# PROBLEM STATEMENT
Filter the lines below, copying only those with the string "FractureApiClient".

Saved data entries
== Segment start ==

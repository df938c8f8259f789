use async_trait::async_trait;
use reqwest::{multipart, Client, Response};
use serde::de::DeserializeOwned;
use tracing::{debug, info, warn};
use url::Url;

use super::{ApiError, ApiResult, FractureBackend};
use crate::models::{
    Config, FractureReport, ModelVariant, ProcessLandmarksRequest, ServiceInfo, SessionId,
    UploadFile, UploadedXray,
};

/// HTTP client for the fracture analysis service
#[derive(Clone)]
pub struct FractureApiClient {
    client: Client,
    base: Url,
}

impl FractureApiClient {
    /// Create a new client from the application configuration
    pub fn new(config: &Config) -> ApiResult<Self> {
        let client = Client::builder()
            .timeout(std::time::Duration::from_secs(config.request_timeout_secs))
            .user_agent("fracture-tui/0.1")
            .build()?;

        Self::with_client(client, &config.api_base)
    }

    pub fn with_client(client: Client, api_base: &str) -> ApiResult<Self> {
        let base = Url::parse(api_base).map_err(|e| ApiError::InvalidUrl(format!("{}: {}", api_base, e)))?;
        if base.cannot_be_a_base() {
            return Err(ApiError::InvalidUrl(api_base.to_string()));
        }
        Ok(Self { client, base })
    }

    pub fn base_url(&self) -> &Url {
        &self.base
    }

    /// Append path segments to the base address, percent-encoding each one
    pub fn endpoint(&self, segments: &[&str]) -> ApiResult<Url> {
        let mut url = self.base.clone();
        url.path_segments_mut()
            .map_err(|_| ApiError::InvalidUrl(self.base.to_string()))?
            .pop_if_empty()
            .extend(segments);
        Ok(url)
    }

    /// Cache-busted address of a session's 3D asset
    pub fn model_url(&self, session_id: &SessionId, variant: ModelVariant, timestamp: i64) -> ApiResult<Url> {
        let mut url = self.endpoint(&["model", session_id.as_str(), variant.path_segment()])?;
        url.query_pairs_mut().append_pair("t", &timestamp.to_string());
        Ok(url)
    }

    fn file_form(file: UploadFile) -> ApiResult<multipart::Form> {
        let part = multipart::Part::bytes(file.bytes)
            .file_name(file.file_name)
            .mime_str(file.mime)?;
        Ok(multipart::Form::new().part("file", part))
    }

    /// Turn non-2xx responses into `ApiError::Status`, keeping the body for logs
    async fn check(response: Response) -> ApiResult<Response> {
        let status = response.status();
        if status.is_success() {
            return Ok(response);
        }
        let body = response.text().await.unwrap_or_default();
        warn!("Backend responded {} for {}", status, body);
        Err(ApiError::Status {
            status: status.as_u16(),
            body,
        })
    }

    async fn decode<T: DeserializeOwned>(response: Response) -> ApiResult<T> {
        let bytes = response.bytes().await?;
        serde_json::from_slice(&bytes).map_err(|e| ApiError::Decode(e.to_string()))
    }
}

#[async_trait]
impl FractureBackend for FractureApiClient {
    async fn health(&self) -> ApiResult<ServiceInfo> {
        let url = self.endpoint(&[])?;
        let response = Self::check(self.client.get(url).send().await?).await?;
        Self::decode(response).await
    }

    async fn upload_xray(&self, file: UploadFile) -> ApiResult<UploadedXray> {
        let url = self.endpoint(&["upload", "xray"])?;
        info!("Uploading X-ray {} ({} bytes)", file.file_name, file.bytes.len());

        let form = Self::file_form(file)?;
        let response = Self::check(self.client.post(url).multipart(form).send().await?).await?;
        let uploaded: UploadedXray = Self::decode(response).await?;

        debug!(
            "X-ray accepted: session={} reported size={:?}x{:?}",
            uploaded.session_id, uploaded.width, uploaded.height
        );
        Ok(uploaded)
    }

    async fn upload_model(&self, session_id: &SessionId, file: UploadFile) -> ApiResult<()> {
        let mut url = self.endpoint(&["upload", "model"])?;
        url.query_pairs_mut().append_pair("session_id", session_id.as_str());
        info!("Uploading model {} for session {}", file.file_name, session_id);

        let form = Self::file_form(file)?;
        Self::check(self.client.post(url).multipart(form).send().await?).await?;
        Ok(())
    }

    async fn process_landmarks(&self, request: &ProcessLandmarksRequest) -> ApiResult<FractureReport> {
        let url = self.endpoint(&["process", "landmarks"])?;
        info!(
            "Submitting {} landmarks for session {}",
            request.landmarks.len(),
            request.session_id
        );

        let response = Self::check(self.client.post(url).json(request).send().await?).await?;
        let report: FractureReport = Self::decode(response).await?;

        info!(
            "Report received: confidence={:.3}, {} fracture(s)",
            report.confidence,
            report.fractures.len()
        );
        Ok(report)
    }

    async fn fetch_model(
        &self,
        session_id: &SessionId,
        variant: ModelVariant,
        timestamp: i64,
    ) -> ApiResult<Vec<u8>> {
        let url = self.model_url(session_id, variant, timestamp)?;
        debug!("Fetching model asset {}", url);

        let response = Self::check(self.client.get(url).send().await?).await?;
        let bytes = response.bytes().await?;
        Ok(bytes.to_vec())
    }
}
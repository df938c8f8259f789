//! Session flow controller.
//!
//! Owns the current page and the data threaded between pages. Views ask it for
//! work (`request`) and navigation; the runtime executes queued commands and
//! feeds their outcomes back through `apply`. Every navigation starts a new
//! epoch, and outcomes from an older epoch are dropped, the same way a
//! response to an unmounted view would be ignored.

use std::collections::VecDeque;
use std::path::PathBuf;

use thiserror::Error;
use tracing::{error, info, warn};

use crate::api::{ApiError, FractureBackend};
use crate::model3d::{BoneMesh, MeshError};
use crate::models::{
    FractureReport, ModelVariant, ProcessLandmarksRequest, SessionId, UploadFile, UploadKind,
    UploadedXray,
};
use crate::xray::{ImageError, XrayImage};

pub mod runner;
pub use runner::run_command;

/// Pages of the linear workflow
#[derive(Debug, Clone, Copy, PartialEq, Eq)]
pub enum Page {
    Upload,
    Landmarks,
    Report,
    Visualize,
}

impl Page {
    pub const ALL: [Page; 4] = [Page::Upload, Page::Landmarks, Page::Report, Page::Visualize];

    pub fn title(&self) -> &'static str {
        match self {
            Page::Upload => "Upload",
            Page::Landmarks => "Landmarks",
            Page::Report => "Report",
            Page::Visualize => "3D Model",
        }
    }
}

/// Work the runtime performs on behalf of a view
#[derive(Debug, Clone, PartialEq)]
pub enum Command {
    UploadXray { path: PathBuf },
    UploadModel { path: PathBuf, session_id: SessionId },
    ProcessLandmarks(ProcessLandmarksRequest),
    LoadModel { session_id: SessionId, variant: ModelVariant },
}

/// A command tagged with the epoch it was issued under
#[derive(Debug, Clone, PartialEq)]
pub struct Dispatch {
    pub epoch: u64,
    pub command: Command,
}

#[derive(Debug, Error)]
pub enum TaskError {
    #[error(transparent)]
    Api(#[from] ApiError),
    #[error(transparent)]
    Image(#[from] ImageError),
    #[error(transparent)]
    Mesh(#[from] MeshError),
    #[error("{0}")]
    Rejected(String),
}

/// Result of an executed command
#[derive(Debug)]
pub enum TaskOutcome {
    XrayUploaded {
        file_name: String,
        result: Result<(UploadedXray, XrayImage), TaskError>,
    },
    ModelUploaded {
        file_name: String,
        result: Result<(), TaskError>,
    },
    LandmarksProcessed(Result<FractureReport, TaskError>),
    ModelLoaded {
        variant: ModelVariant,
        result: Result<BoneMesh, TaskError>,
    },
}

/// What an accepted outcome means for the active view
#[derive(Debug)]
pub enum Applied {
    XrayReady { file_name: String },
    ModelUploaded { file_name: String },
    ReportReady,
    ModelReady { variant: ModelVariant, mesh: BoneMesh },
    ModelUnavailable { variant: ModelVariant },
    Failed,
}

#[derive(Debug, Clone, Copy, PartialEq, Eq)]
pub enum AlertKind {
    Info,
    Error,
}

/// Blocking notification shown over the active page
#[derive(Debug, Clone, PartialEq, Eq)]
pub struct Alert {
    pub kind: AlertKind,
    pub message: String,
}

/// Cross-page workflow state
pub struct SessionFlow {
    page: Page,
    epoch: u64,
    session_id: Option<SessionId>,
    xray: Option<XrayImage>,
    report: Option<FractureReport>,
    in_flight: bool,
    outbox: Vec<Dispatch>,
    alerts: VecDeque<Alert>,
}

impl Default for SessionFlow {
    fn default() -> Self {
        Self::new()
    }
}

impl SessionFlow {
    pub fn new() -> Self {
        Self {
            page: Page::Upload,
            epoch: 0,
            session_id: None,
            xray: None,
            report: None,
            in_flight: false,
            outbox: Vec::new(),
            alerts: VecDeque::new(),
        }
    }

    pub fn page(&self) -> Page {
        self.page
    }

    pub fn epoch(&self) -> u64 {
        self.epoch
    }

    pub fn session_id(&self) -> Option<&SessionId> {
        self.session_id.as_ref()
    }

    pub fn xray(&self) -> Option<&XrayImage> {
        self.xray.as_ref()
    }

    pub fn report(&self) -> Option<&FractureReport> {
        self.report.as_ref()
    }

    /// A request issued from the current page has not completed yet
    pub fn is_busy(&self) -> bool {
        self.in_flight
    }

    pub fn can_continue(&self) -> bool {
        self.page == Page::Upload && self.session_id.is_some() && self.xray.is_some() && !self.in_flight
    }

    // ---------------------------------------------------------------------
    // Alerts
    // ---------------------------------------------------------------------

    pub fn current_alert(&self) -> Option<&Alert> {
        self.alerts.front()
    }

    pub fn pending_alerts(&self) -> impl Iterator<Item = &Alert> {
        self.alerts.iter()
    }

    pub fn dismiss_alert(&mut self) -> Option<Alert> {
        self.alerts.pop_front()
    }

    pub fn notify(&mut self, message: impl Into<String>) {
        self.alerts.push_back(Alert {
            kind: AlertKind::Info,
            message: message.into(),
        });
    }

    pub fn alert_error(&mut self, message: impl Into<String>) {
        self.alerts.push_back(Alert {
            kind: AlertKind::Error,
            message: message.into(),
        });
    }

    // ---------------------------------------------------------------------
    // Requests
    // ---------------------------------------------------------------------

    /// Queue a command for the runtime. Refused while another request from
    /// this page is still running.
    pub fn request(&mut self, command: Command) -> bool {
        if self.in_flight {
            warn!("Ignoring {:?} while a request is in flight", command);
            return false;
        }
        self.in_flight = true;
        self.outbox.push(Dispatch {
            epoch: self.epoch,
            command,
        });
        true
    }

    /// Start an X-ray upload from a user-entered path
    pub fn upload_xray(&mut self, path: PathBuf) -> bool {
        if self.page != Page::Upload {
            return false;
        }
        if !UploadKind::Xray.accepts(&path) {
            self.alert_error("Unsupported X-ray format, choose a JPG or PNG file");
            return false;
        }
        self.request(Command::UploadXray { path })
    }

    /// Start a model upload; needs an existing session
    pub fn upload_model(&mut self, path: PathBuf) -> bool {
        if self.page != Page::Upload {
            return false;
        }
        let Some(session_id) = self.session_id.clone() else {
            return false;
        };
        if !UploadKind::Model.accepts(&path) {
            self.alert_error("Unsupported model format, choose a GLB or GLTF file");
            return false;
        }
        self.request(Command::UploadModel { path, session_id })
    }

    pub fn submit_landmarks(&mut self, request: ProcessLandmarksRequest) -> bool {
        if self.page != Page::Landmarks {
            return false;
        }
        self.request(Command::ProcessLandmarks(request))
    }

    pub fn load_model(&mut self, variant: ModelVariant) -> bool {
        if self.page != Page::Visualize {
            return false;
        }
        let Some(session_id) = self.session_id.clone() else {
            return false;
        };
        self.request(Command::LoadModel { session_id, variant })
    }

    /// Commands queued since the last call
    pub fn take_dispatches(&mut self) -> Vec<Dispatch> {
        std::mem::take(&mut self.outbox)
    }

    // ---------------------------------------------------------------------
    // Navigation
    // ---------------------------------------------------------------------

    fn navigate(&mut self, page: Page) {
        info!("Page {:?} -> {:?}", self.page, page);
        self.page = page;
        self.epoch += 1;
        self.in_flight = false;
        self.outbox.clear();
    }

    pub fn continue_to_landmarks(&mut self) -> bool {
        if !self.can_continue() {
            return false;
        }
        self.navigate(Page::Landmarks);
        true
    }

    pub fn open_viewer(&mut self) -> bool {
        if self.page != Page::Report || self.session_id.is_none() {
            return false;
        }
        self.navigate(Page::Visualize);
        true
    }

    pub fn back_to_report(&mut self) -> bool {
        if self.page != Page::Visualize {
            return false;
        }
        self.navigate(Page::Report);
        true
    }

    /// Discard the session and start over
    pub fn reset(&mut self) {
        self.session_id = None;
        self.xray = None;
        self.report = None;
        self.navigate(Page::Upload);
    }

    // ---------------------------------------------------------------------
    // Outcomes
    // ---------------------------------------------------------------------

    /// Fold a finished command back into the workflow. Returns `None` when the
    /// outcome belongs to a page that is no longer shown.
    pub fn apply(&mut self, epoch: u64, outcome: TaskOutcome) -> Option<Applied> {
        if epoch != self.epoch {
            info!("Discarding outcome from epoch {} (now {})", epoch, self.epoch);
            return None;
        }
        self.in_flight = false;

        let applied = match outcome {
            TaskOutcome::XrayUploaded { file_name, result } => match result {
                Ok((uploaded, image)) => {
                    info!(
                        "Session {} opened with a {}x{} image",
                        uploaded.session_id,
                        image.width(),
                        image.height()
                    );
                    self.session_id = Some(uploaded.session_id);
                    self.xray = Some(image);
                    self.notify("X-ray uploaded successfully");
                    Applied::XrayReady { file_name }
                }
                Err(e) => {
                    error!("X-ray upload failed: {}", e);
                    self.alert_error("Failed to upload X-ray");
                    Applied::Failed
                }
            },
            TaskOutcome::ModelUploaded { file_name, result } => match result {
                Ok(()) => {
                    self.notify("3D model uploaded successfully");
                    Applied::ModelUploaded { file_name }
                }
                Err(e) => {
                    error!("Model upload failed: {}", e);
                    self.alert_error("Failed to upload 3D model");
                    Applied::Failed
                }
            },
            TaskOutcome::LandmarksProcessed(result) => match result {
                Ok(report) => {
                    self.report = Some(report);
                    self.navigate(Page::Report);
                    Applied::ReportReady
                }
                Err(e) => {
                    error!("Landmark processing failed: {}", e);
                    self.alert_error("Failed to process landmarks");
                    Applied::Failed
                }
            },
            TaskOutcome::ModelLoaded { variant, result } => match result {
                Ok(mesh) => Applied::ModelReady { variant, mesh },
                Err(e) => {
                    error!("Loading {:?} model failed: {}", variant, e);
                    Applied::ModelUnavailable { variant }
                }
            },
        };
        Some(applied)
    }

    /// Short description for the status bar
    pub fn status_text(&self) -> String {
        let session = self
            .session_id
            .as_ref()
            .map(|s| format!("session {}", s))
            .unwrap_or_else(|| "no session".to_string());
        if self.in_flight {
            format!("{} • working...", session)
        } else {
            session
        }
    }
}

/// Read a file for upload, tagging it with the MIME type of its kind
pub async fn read_upload(path: &std::path::Path, kind: UploadKind) -> Result<UploadFile, TaskError> {
    let mime = kind
        .mime_for(path)
        .ok_or_else(|| TaskError::Rejected(format!("unsupported file type: {}", path.display())))?;
    let bytes = tokio::fs::read(path).await.map_err(|source| ApiError::Io {
        path: path.display().to_string(),
        source,
    })?;
    let file_name = path
        .file_name()
        .map(|n| n.to_string_lossy().into_owned())
        .unwrap_or_else(|| "upload".to_string());
    Ok(UploadFile {
        file_name,
        mime,
        bytes,
    })
}

/// Convenience for tests and tools: run every queued dispatch to completion
/// and apply the outcomes in order.
pub async fn drain(flow: &mut SessionFlow, backend: &dyn FractureBackend) -> Vec<Applied> {
    let mut applied = Vec::new();
    loop {
        let dispatches = flow.take_dispatches();
        if dispatches.is_empty() {
            break;
        }
        for dispatch in dispatches {
            let outcome = run_command(backend, dispatch.command).await;
            if let Some(result) = flow.apply(dispatch.epoch, outcome) {
                applied.push(result);
            }
        }
    }
    applied
}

== Segment end ==

# YOUR SOLUTION
pub struct FractureApiClient {
impl FractureApiClient {
impl FractureBackend for FractureApiClient {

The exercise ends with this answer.